CHP İzmir Milletvekili Av. Kılıç, aşı problemi nedeniyle el altından kontrolsüz bir piyasanın da oluştuğuna dikkat çekerek, “Kaçak ve ruhsatsız karma aşı çok ciddi boyutlara ulaşmış durumda. Bu aşıların içerikleri, neye iyi geldiği, yan etkileri hepsi muallakta. Hayvan sağlığı ile insan sağlığı ayrı düşünülebilecek bir konu değildir.” ifadesini kullandı.
Aşı sorunu çözülene kadar hayvan severlerin tedbirli olmaları gerektiğine işaret eden CHP Milletvekili Av. Sevda Erdan Kılıç, “Dışarıdaki hayvanlarla teması olan, sokaktaki hayvanları seven ve besleyen insanların özellikle bu süreçte temas yaptıktan sonra hastanın dışkısı, idrarı, kanı, salyası ya da sümüğü, vücuduna, tenine, elbisesine bulaştıktan sonra mümkünse eve gittikten sonra normal hijyen şartlarına dikkat etmeli.
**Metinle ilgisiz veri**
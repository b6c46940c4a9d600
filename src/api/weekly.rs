use actix_web::{HttpResponse, Responder, web};
use chrono::{Datelike, Duration, Local, NaiveDate};
use serde::{Deserialize, Serialize};
use serde_json::json;
use utoipa::ToSchema;

use crate::model::summary::WeeklySummary;
use crate::store::Stores;
use crate::{locale, report};

/// Month and week-of-month selection, 1-based on both axes.
#[derive(Debug, Deserialize, ToSchema)]
pub struct WeekSelect {
    #[schema(example = 8, minimum = 1, maximum = 12)]
    pub month: u32,
    #[schema(example = 4, minimum = 1, maximum = 6)]
    pub week: u32,
}

/// One weekday cell: rounded clock values and the hours derived from them,
/// all rendered with one decimal.
#[derive(Debug, Serialize, ToSchema)]
pub struct DayCell {
    #[schema(example = "월요일")]
    pub day: String,
    #[schema(example = "9.0")]
    pub check_in: Option<String>,
    #[schema(example = "18.5")]
    pub check_out: Option<String>,
    #[schema(example = "9.5")]
    pub hours: String,
}

#[derive(Debug, Serialize, ToSchema)]
pub struct StudentWeekRow {
    #[schema(example = "가영")]
    pub name: String,
    /// Monday through Friday, always five cells.
    pub days: Vec<DayCell>,
}

#[derive(Debug, Serialize, ToSchema)]
pub struct RankedRow {
    #[schema(example = 1)]
    pub rank: usize,
    #[schema(example = "가영")]
    pub name: String,
    #[schema(example = "42.5")]
    pub total_hours: String,
}

#[derive(Debug, Serialize, ToSchema)]
pub struct WeeklyResponse {
    #[schema(example = "8월(4주차, 08/24~08/28) 출석부")]
    pub title: String,
    pub month: u32,
    pub week: u32,
    #[schema(example = "2026-08-24")]
    pub week_start: String,
    #[schema(example = "2026-08-28")]
    pub week_end: String,
    pub rows: Vec<StudentWeekRow>,
    pub ranking: Vec<RankedRow>,
}

/// Assembles the response for one week. A week that has not started yet gets
/// the empty sheet and no ranking, without touching the log.
fn build_weekly(
    stores: &Stores,
    today: NaiveDate,
    week_start: NaiveDate,
    month: u32,
    week: u32,
) -> WeeklyResponse {
    let week_end = week_start + Duration::days(4);
    let directory = stores.students.load();

    let (title, summary, ranking) = if week_start > today {
        let summary = report::weekly_summary(&[], &directory, week_start, week_end);
        (locale::future_week_title(month, week), summary, Vec::new())
    } else {
        let records = stores.log.read_all();
        let summary = report::weekly_summary(&records, &directory, week_start, week_end);
        let ranking = report::rank_by_hours(&summary);
        (
            locale::weekly_title(month, week, week_start, week_end),
            summary,
            ranking,
        )
    };

    WeeklyResponse {
        title,
        month,
        week,
        week_start: week_start.format("%Y-%m-%d").to_string(),
        week_end: week_end.format("%Y-%m-%d").to_string(),
        rows: to_rows(&summary),
        ranking: ranking
            .into_iter()
            .enumerate()
            .map(|(idx, entry)| RankedRow {
                rank: idx + 1,
                name: entry.name,
                total_hours: report::format_hours(entry.total_hours),
            })
            .collect(),
    }
}

fn to_rows(summary: &WeeklySummary) -> Vec<StudentWeekRow> {
    summary
        .rows
        .iter()
        .map(|row| StudentWeekRow {
            name: row.name.clone(),
            days: row
                .days
                .iter()
                .enumerate()
                .map(|(weekday, day)| DayCell {
                    day: locale::DAY_NAMES[weekday].to_string(),
                    check_in: day.check_in.map(report::format_hours),
                    check_out: day.check_out.map(report::format_hours),
                    hours: report::format_hours(day.hours),
                })
                .collect(),
        })
        .collect()
}

/// Attendance sheet for the week containing today
#[utoipa::path(
    get,
    path = "/weekly",
    responses(
        (status = 200, description = "Per-student hours and ranking for the current week", body = WeeklyResponse)
    ),
    tag = "Report"
)]
pub async fn weekly_current(stores: web::Data<Stores>) -> impl Responder {
    let today = Local::now().date_naive();
    let week_start = report::current_week_start(today);
    // Month and week labels come from the week's Monday, so a week spanning
    // a month boundary stays under the month it started in.
    let month = week_start.month();
    let week = report::week_of_month(week_start);

    HttpResponse::Ok().json(build_weekly(&stores, today, week_start, month, week))
}

/// Attendance sheet for a selected month and week of the current year
#[utoipa::path(
    post,
    path = "/weekly",
    request_body(
        content = WeekSelect,
        content_type = "application/x-www-form-urlencoded",
        description = "1-based month and week-of-month"
    ),
    responses(
        (status = 200, description = "Per-student hours and ranking for the selected week", body = WeeklyResponse),
        (status = 400, description = "Selection out of range", body = Object, example = json!({
            "message": "Invalid month or week selection"
        }))
    ),
    tag = "Report"
)]
pub async fn weekly_select(
    form: web::Form<WeekSelect>,
    stores: web::Data<Stores>,
) -> impl Responder {
    let today = Local::now().date_naive();

    match report::selected_week_start(today.year(), form.month, form.week) {
        Some(week_start) => HttpResponse::Ok().json(build_weekly(
            &stores, today, week_start, form.month, form.week,
        )),
        None => HttpResponse::BadRequest().json(json!({
            "message": "Invalid month or week selection"
        })),
    }
}

#[cfg(test)]
mod tests {
    use super::*;
    use crate::model::record::{AttendanceRecord, RecordKind};
    use crate::store::{STUDENTS_FILE, init_stores};
    use std::fs;
    use tempfile::TempDir;

    fn stores_with_students() -> (TempDir, Stores) {
        let dir = TempDir::new().unwrap();
        let stores = init_stores(dir.path()).unwrap();
        fs::write(
            dir.path().join(STUDENTS_FILE),
            r#"{"1001": "가영", "1002": "Bob"}"#,
        )
        .unwrap();
        (dir, stores)
    }

    fn log_entry(id: &str, kind: RecordKind, date: NaiveDate, hour: u32, minute: u32) -> AttendanceRecord {
        AttendanceRecord::new(
            id.to_string(),
            kind,
            date.and_hms_opt(hour, minute, 0).unwrap(),
        )
    }

    #[test]
    fn current_week_rows_carry_logged_hours() {
        let (_dir, stores) = stores_with_students();
        let monday = NaiveDate::from_ymd_opt(2026, 8, 24).unwrap();
        stores
            .log
            .append(&log_entry("1001", RecordKind::CheckIn, monday, 9, 0))
            .unwrap();
        stores
            .log
            .append(&log_entry("1001", RecordKind::CheckOut, monday, 18, 30))
            .unwrap();

        let response = build_weekly(&stores, monday, monday, 8, 4);

        assert_eq!(response.title, "8월(4주차, 08/24~08/28) 출석부");
        assert_eq!(response.week_start, "2026-08-24");
        assert_eq!(response.week_end, "2026-08-28");
        assert_eq!(response.rows.len(), 2);
        // Hangul names sort ahead of Latin ones.
        assert_eq!(response.rows[0].name, "가영");
        assert_eq!(response.rows[0].days[0].day, "월요일");
        assert_eq!(response.rows[0].days[0].check_in.as_deref(), Some("9.0"));
        assert_eq!(response.rows[0].days[0].check_out.as_deref(), Some("18.5"));
        assert_eq!(response.rows[0].days[0].hours, "9.5");
        assert_eq!(response.rows[1].name, "Bob");
        assert_eq!(response.rows[1].days[0].check_in, None);

        // Ranking lists every directory student, zero totals last.
        assert_eq!(response.ranking.len(), 2);
        assert_eq!(response.ranking[0].rank, 1);
        assert_eq!(response.ranking[0].name, "가영");
        assert_eq!(response.ranking[0].total_hours, "9.5");
        assert_eq!(response.ranking[1].rank, 2);
        assert_eq!(response.ranking[1].name, "Bob");
        assert_eq!(response.ranking[1].total_hours, "0.0");
    }

    #[test]
    fn future_week_renders_empty_sheet_and_no_ranking() {
        let (_dir, stores) = stores_with_students();
        let today = NaiveDate::from_ymd_opt(2026, 8, 24).unwrap();
        let next_monday = NaiveDate::from_ymd_opt(2026, 8, 31).unwrap();
        // A stray row inside the future week must not leak into the view.
        stores
            .log
            .append(&log_entry("1001", RecordKind::CheckIn, next_monday, 9, 0))
            .unwrap();

        let response = build_weekly(&stores, today, next_monday, 8, 5);

        assert_eq!(response.title, "8월(5주차): 미래 주차");
        assert!(response.ranking.is_empty());
        assert_eq!(response.rows.len(), 2);
        assert!(response.rows.iter().all(|row| {
            row.days
                .iter()
                .all(|day| day.check_in.is_none() && day.check_out.is_none() && day.hours == "0.0")
        }));
    }
}
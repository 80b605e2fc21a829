// RESOLUTION AND LAST-TIME-TO-MANEUVER SEARCH.

use crate::tolerance::modulo;
use crate::traits::{
    ConflictDetector, IntegerBandOracle, OracleQuery, OwnshipKinematics, TrafficKinematics,
};

const BISECTION_PRECISION_S: f64 = 0.5;

// DIR = TRUE IS "UP", DIR = FALSE IS "DOWN". RETURNS THE RESOLVED
// CONTROL-VARIABLE VALUE, OR NAN (ALREADY CLEAR) / +-INFINITY (NO GREEN
// FOUND IN THAT DIRECTION).
#[allow(clippy::too_many_arguments)]
pub fn compute_resolution<O, T, D, Ob>(
    oracle: &Ob,
    ownship: &O,
    dir: bool,
    maxdown: i64,
    maxup: i64,
    step: f64,
    modulus: f64,
    detector: &D,
    traffic: &[T],
    eps_h: f64,
    eps_v: f64,
    b: f64,
    t: f64,
) -> f64
where
    O: OwnshipKinematics,
    T: TrafficKinematics,
    D: ConflictDetector,
    Ob: IntegerBandOracle<O, T, D>,
{
    let maxn = if dir { maxup } else { maxdown };
    let query = OracleQuery {
        detector,
        recovery_detector: None,
        dt: ownship.time_step(),
        b,
        t,
        b2: 0.0,
        t2: 0.0,
        maxdown,
        maxup,
        ownship,
        traffic,
        criteria_ac: None,
        eps_h,
        eps_v,
    };
    let k = oracle.first_green(dir, maxn, &query);

    if k == 0 {
        return f64::NAN;
    }
    if k < 0 {
        return if dir {
            f64::INFINITY
        } else {
            f64::NEG_INFINITY
        };
    }

    let sign = if dir { 1.0 } else { -1.0 };
    modulo(ownship.own_val() + sign * k as f64 * step, modulus)
}

// FINDS THE LATEST POINT IN [LO, HI] WHERE IS_SOLID_RED IS STILL FALSE,
// ASSUMING A MONOTONIC GREEN -> RED TRANSITION. RETURNS HI IF IT NEVER
// TURNS RED, LO IF IT IS ALREADY RED THERE.
fn bisect_last_green(is_solid_red: impl Fn(f64) -> bool, lo: f64, hi: f64, precision: f64) -> f64 {
    if !is_solid_red(hi) {
        return hi;
    }
    if is_solid_red(lo) {
        return lo;
    }
    let mut green = lo;
    let mut red = hi;
    while red - green > precision {
        let mid = (green + red) / 2.0;
        if is_solid_red(mid) {
            red = mid;
        } else {
            green = mid;
        }
    }
    green
}

// THE LATEST MOMENT, RELATIVE TO NOW, AT WHICH A MANEUVER CAN STILL AVOID
// THE CURRENT CONFLICT WITH AC. NAN IF THERE IS NO CURRENT CONFLICT;
// -INFINITY IF THE CONFLICT IS ALREADY INESCAPABLE (TIME_IN <= 0).
#[allow(clippy::too_many_arguments)]
pub fn last_time_to_maneuver<O, T, D, Ob>(
    oracle: &Ob,
    ownship: &O,
    ac: &T,
    detector: &D,
    t_horizon: f64,
    maxdown: i64,
    maxup: i64,
    eps_h: f64,
    eps_v: f64,
) -> f64
where
    O: OwnshipKinematics,
    T: TrafficKinematics,
    D: ConflictDetector,
    Ob: IntegerBandOracle<O, T, D>,
{
    let current = detector.conflict_detection(
        ownship.position(),
        ownship.velocity(),
        ac.position(),
        ac.velocity(),
        0.0,
        t_horizon,
    );
    if !current.conflict {
        return f64::NAN;
    }
    if current.time_in <= 0.0 {
        return f64::NEG_INFINITY;
    }

    let is_solid_red = |pivot: f64| -> bool {
        let own_proj = ownship.project(pivot);
        let ac_proj = ac.project(pivot);
        let traffic = [ac_proj];
        let query = OracleQuery {
            detector,
            recovery_detector: None,
            dt: ownship.time_step(),
            b: 0.0,
            t: t_horizon,
            b2: 0.0,
            t2: 0.0,
            maxdown,
            maxup,
            ownship: &own_proj,
            traffic: &traffic,
            criteria_ac: None,
            eps_h,
            eps_v,
        };
        oracle.all_int_red(&query)
    };

    let pivot_green = bisect_last_green(is_solid_red, 0.0, current.time_in, BISECTION_PRECISION_S);
    if pivot_green <= 0.0 {
        f64::NEG_INFINITY
    } else {
        pivot_green
    }
}

#[cfg(test)]
mod tests {
    use super::*;

    #[test]
    fn bisect_last_green_never_red() {
        let g = bisect_last_green(|_| false, 0.0, 60.0, 0.5);
        assert_eq!(g, 60.0);
    }

    #[test]
    fn bisect_last_green_immediately_red() {
        let g = bisect_last_green(|_| true, 0.0, 60.0, 0.5);
        assert_eq!(g, 0.0);
    }

    #[test]
    fn bisect_last_green_finds_transition() {
        let g = bisect_last_green(|p| p >= 30.0, 0.0, 60.0, 0.5);
        assert!((g - 30.0).abs() <= 0.5);
    }
}
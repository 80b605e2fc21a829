// REFERENCE OWNSHIP/TRAFFIC TRAJECTORY FAMILY: A CONSTANT-VELOCITY
// STRAIGHT-LINE TRACK, THE SIMPLEST INSTANCE OF THE CONCRETE PER-VARIABLE
// KINEMATIC TRAJECTORY GENERATOR KEPT ABSTRACT ELSEWHERE. DEMO/TEST-ONLY:
// NEVER IMPORTED BY bands.rs OR ANY OTHER CORE MODULE.

use crate::traits::{OwnshipKinematics, TrafficKinematics, Vector3};

// A STRAIGHT-LINE CONSTANT-VELOCITY TRACK. USED BOTH AS OWNSHIP (WITH
// own_val TRACKING THE CONTROL VARIABLE, E.G. A COMMANDED TRACK ANGLE)
// AND AS TRAFFIC (WITH id).
#[derive(Debug, Clone, Copy, PartialEq)]
pub struct LinearKinematics {
    own_val: f64,
    time_step: f64,
    position: Vector3,
    velocity: Vector3,
    id: u64,
}

impl LinearKinematics {
    pub fn new(own_val: f64, time_step: f64, position: Vector3, velocity: Vector3, id: u64) -> Self {
        Self {
            own_val,
            time_step,
            position,
            velocity,
            id,
        }
    }
}

impl OwnshipKinematics for LinearKinematics {
    fn own_val(&self) -> f64 {
        self.own_val
    }

    fn time_step(&self) -> f64 {
        self.time_step
    }

    fn position(&self) -> Vector3 {
        self.position
    }

    fn velocity(&self) -> Vector3 {
        self.velocity
    }

    fn project(&self, dt: f64) -> Self {
        Self {
            own_val: self.own_val,
            time_step: self.time_step,
            position: Vector3::new(
                self.position.x + self.velocity.x * dt,
                self.position.y + self.velocity.y * dt,
                self.position.z + self.velocity.z * dt,
            ),
            velocity: self.velocity,
            id: self.id,
        }
    }
}

impl TrafficKinematics for LinearKinematics {
    fn id(&self) -> u64 {
        self.id
    }

    fn position(&self) -> Vector3 {
        self.position
    }

    fn velocity(&self) -> Vector3 {
        self.velocity
    }

    fn project(&self, dt: f64) -> Self {
        OwnshipKinematics::project(self, dt)
    }
}
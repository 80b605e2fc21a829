// INVARIANTS

use kinematic_bands::bands::Bands;
use kinematic_bands::colored::BandsRegion;
use kinematic_bands::domain::DomainParams;
use kinematic_bands::reference::{LinearKinematics, ReferenceOracle, StaticAlertor};
use kinematic_bands::traits::{CoreParameters, Vector3};

fn ownship(own_val: f64, velocity: Vector3) -> LinearKinematics {
    LinearKinematics::new(own_val, 1.0, Vector3::new(0.0, 0.0, 0.0), velocity, 0)
}

fn fresh_bands() -> Bands<LinearKinematics, LinearKinematics, kinematic_bands::cylinder::CylinderDetector, StaticAlertor, ReferenceOracle> {
    let domain = DomainParams::new(0.0, 360.0, false, 360.0, 2.0, true).unwrap();
    let own = ownship(90.0, Vector3::new(0.0, 100.0, 0.0));
    Bands::new(domain, CoreParameters::default(), own, StaticAlertor::default(), ReferenceOracle::new(2.0, 360.0))
}

// Invariant 1: bands are pairwise disjoint and sorted by `low`.
#[test]
fn invariant_1_bands_disjoint_and_sorted() {
    let mut bands = fresh_bands();
    let intruder = LinearKinematics::new(0.0, 1.0, Vector3::new(0.0, 2500.0, 0.0), Vector3::new(0.0, 0.0, 0.0), 1);
    bands.set_conflict_aircraft(4, vec![intruder]);

    let ranges = bands.ranges().to_vec();
    for w in ranges.windows(2) {
        assert!(w[0].interval.up <= w[1].interval.low + 1e-6, "bands must not overlap");
    }
}

// Invariant 2: the union of all bands covers the full configured domain.
#[test]
fn invariant_2_bands_cover_whole_domain() {
    let mut bands = fresh_bands();
    let total: f64 = (0..bands.length()).map(|i| bands.interval(i).width()).sum();
    assert!((total - 360.0).abs() < 1e-6);
}

// Invariant 3: every band's region is a value produced by the alertor's
// configured regions, RECOVERY, or NONE -- never a nonsensical label.
#[test]
fn invariant_3_regions_are_well_formed() {
    let mut bands = fresh_bands();
    for r in bands.ranges() {
        assert_ne!(r.region, BandsRegion::Unknown);
    }
}

// Invariant 4: an invalid configuration always degrades to zero bands and a
// NaN recovery time, never a panic or a stale cache read.
#[test]
fn invariant_4_invalid_configuration_degrades_cleanly() {
    let domain = DomainParams::new(350.0, 10.0, false, 360.0, 1.0, true).unwrap();
    let own = ownship(5.0, Vector3::new(0.0, 100.0, 0.0));
    let mut bands = Bands::new(domain, CoreParameters::default(), own, StaticAlertor::default(), ReferenceOracle::new(1.0, 360.0));
    assert_eq!(bands.length(), 0);
    assert!(bands.time_to_recovery().is_nan());
    assert_eq!(bands.range_of(5.0), 0);
}

// Invariant 5: a query index past the end of the range list reports `length`,
// never panics.
#[test]
fn invariant_5_out_of_range_query_is_length() {
    let mut bands = fresh_bands();
    let n = bands.length();
    assert_eq!(bands.region(n + 5), BandsRegion::Unknown);
    assert!(bands.interval(n + 5).is_empty());
}

// Invariant 6: `recovery_time` is NaN unless recovery was actually triggered
// this compute epoch.
#[test]
fn invariant_6_recovery_time_nan_without_recovery() {
    let mut bands = fresh_bands();
    assert!(bands.time_to_recovery().is_nan());
}

// Invariant 7: an unchanged setter value never flips the outdated flag, so a
// redundant `set_*` call is a no-op with respect to the cache.
#[test]
fn invariant_7_redundant_setter_is_a_cache_noop() {
    let mut bands = fresh_bands();
    bands.force_compute();
    bands.set_max(360.0);
    let ranges_before = bands.ranges().to_vec();
    bands.force_compute();
    let ranges_after = bands.ranges().to_vec();
    assert_eq!(ranges_before.len(), ranges_after.len());
}

// Invariant 8: `force_compute` is idempotent -- two consecutive calls with no
// intervening mutation produce identical results.
#[test]
fn invariant_8_force_compute_is_idempotent() {
    let mut bands = fresh_bands();
    bands.force_compute();
    let first = bands.ranges().to_vec();
    bands.force_compute();
    let second = bands.ranges().to_vec();
    assert_eq!(first.len(), second.len());
    for (a, b) in first.iter().zip(second.iter()) {
        assert_eq!(a.region, b.region);
        assert!((a.interval.low - b.interval.low).abs() < 1e-9);
        assert!((a.interval.up - b.interval.up).abs() < 1e-9);
    }
}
El sabunlamak, elbise değiştirmek, duş almak gibi önlemler almakta fayda var. Bu süreçte evimize ekstra bir hayvan almak istiyorsak, mutlaka bir veteriner hekimden görüş alıp, evdeki can dostumuz için risk oluşturup oluşturmayacağını kontrol ettirmelerini tavsiye ederim.” uyarısında bulundu.